Previous topic - Next topic

.

This is part of a new snippet I've started to work on tonight for better bad words detection. Because it seems people really want the server to do all the work. And I'm not pleased with the current approaches. Anyway, I had to think a bit out of the box to come up with a few solutions that don't kill the CPU on massive amounts of filtered words.
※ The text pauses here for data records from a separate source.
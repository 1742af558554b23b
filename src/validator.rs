use std::ops::RangeInclusive;
use tracing::debug;

use crate::error::ValidationError;
use crate::models::{MeasurementOutcome, MeasurementVerdict, NailMeasurement, ShapeCategory};

pub const MAX_NAIL_LENGTH_MM: f64 = 50.0;
pub const MAX_NAIL_WIDTH_MM: f64 = 30.0;
pub const DEFAULT_USABLE_CONFIDENCE: f64 = 0.5;
pub const CURVATURE_RANGE: RangeInclusive<f64> = 0.0..=1.0;

/// Two-tier gate for vision readings: a record is *valid* when it is
/// physically plausible, and *usable* when it is also confident enough to be
/// fed into generation.
#[derive(Debug, Clone, Copy)]
pub struct MeasurementValidator {
    usable_confidence: f64,
}

impl Default for MeasurementValidator {
    fn default() -> Self {
        Self { usable_confidence: DEFAULT_USABLE_CONFIDENCE }
    }
}

impl MeasurementValidator {
    pub fn new(usable_confidence: f64) -> Self {
        Self { usable_confidence }
    }

    /// Structural checks, in order. The first violation wins.
    pub fn check(&self, m: &NailMeasurement) -> Result<ShapeCategory, ValidationError> {
        if !(m.nail_length > 0.0 && m.nail_length < MAX_NAIL_LENGTH_MM) {
            return Err(ValidationError::OutOfRangeLength);
        }
        if !(m.nail_width > 0.0 && m.nail_width < MAX_NAIL_WIDTH_MM) {
            return Err(ValidationError::OutOfRangeWidth);
        }
        if !(m.area() > 0.0) {
            return Err(ValidationError::NonPositiveArea);
        }
        if !(0.0..=1.0).contains(&m.confidence) {
            return Err(ValidationError::ConfidenceOutOfRange);
        }
        ShapeCategory::parse(&m.shape_category).ok_or(ValidationError::UnknownShape)
    }

    pub fn validate(&self, m: &NailMeasurement) -> MeasurementVerdict {
        match self.check(m) {
            Ok(_) => MeasurementVerdict { accepted: true, reason: None },
            Err(reason) => {
                debug!(finger = %m.finger_type, %reason, "measurement rejected");
                MeasurementVerdict { accepted: false, reason: Some(reason) }
            }
        }
    }

    pub fn is_usable(&self, m: &NailMeasurement) -> bool {
        self.check(m).is_ok()
            && m.confidence >= self.usable_confidence
            && m.nail_curvature.map_or(true, |c| CURVATURE_RANGE.contains(&c))
    }

    pub fn assess(&self, m: NailMeasurement) -> MeasurementOutcome {
        let verdict = self.validate(&m);
        let usable = verdict.accepted && self.is_usable(&m);
        MeasurementOutcome { measurement: m, verdict, usable }
    }

    /// Usable measurements paired with their parsed shape, input order kept.
    pub fn usable<'a>(&self, measurements: &'a [NailMeasurement]) -> Vec<(&'a NailMeasurement, ShapeCategory)> {
        measurements
            .iter()
            .filter(|m| self.is_usable(m))
            .filter_map(|m| self.check(m).ok().map(|shape| (m, shape)))
            .collect()
    }
}

#[cfg(test)]
pub(crate) fn sample_measurement() -> NailMeasurement {
    use crate::models::Finger;
    NailMeasurement {
        finger_type: Finger::LeftThumb,
        nail_width: 14.2,
        nail_length: 18.5,
        nail_area: Some(210.0),
        nail_curvature: None,
        shape_category: "oval".into(),
        confidence: 0.92,
    }
}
I'm currently testing the ideas and these snippets are stripped out of that system in the hope that they might be useful to some.

The first thing I had to do is to create a list of all possible bad words and all their possible combinations in l33t. I wasn't that stupid to do it manually so I had to make a small function to automate this job for me. I mean, that's what programming is for, right?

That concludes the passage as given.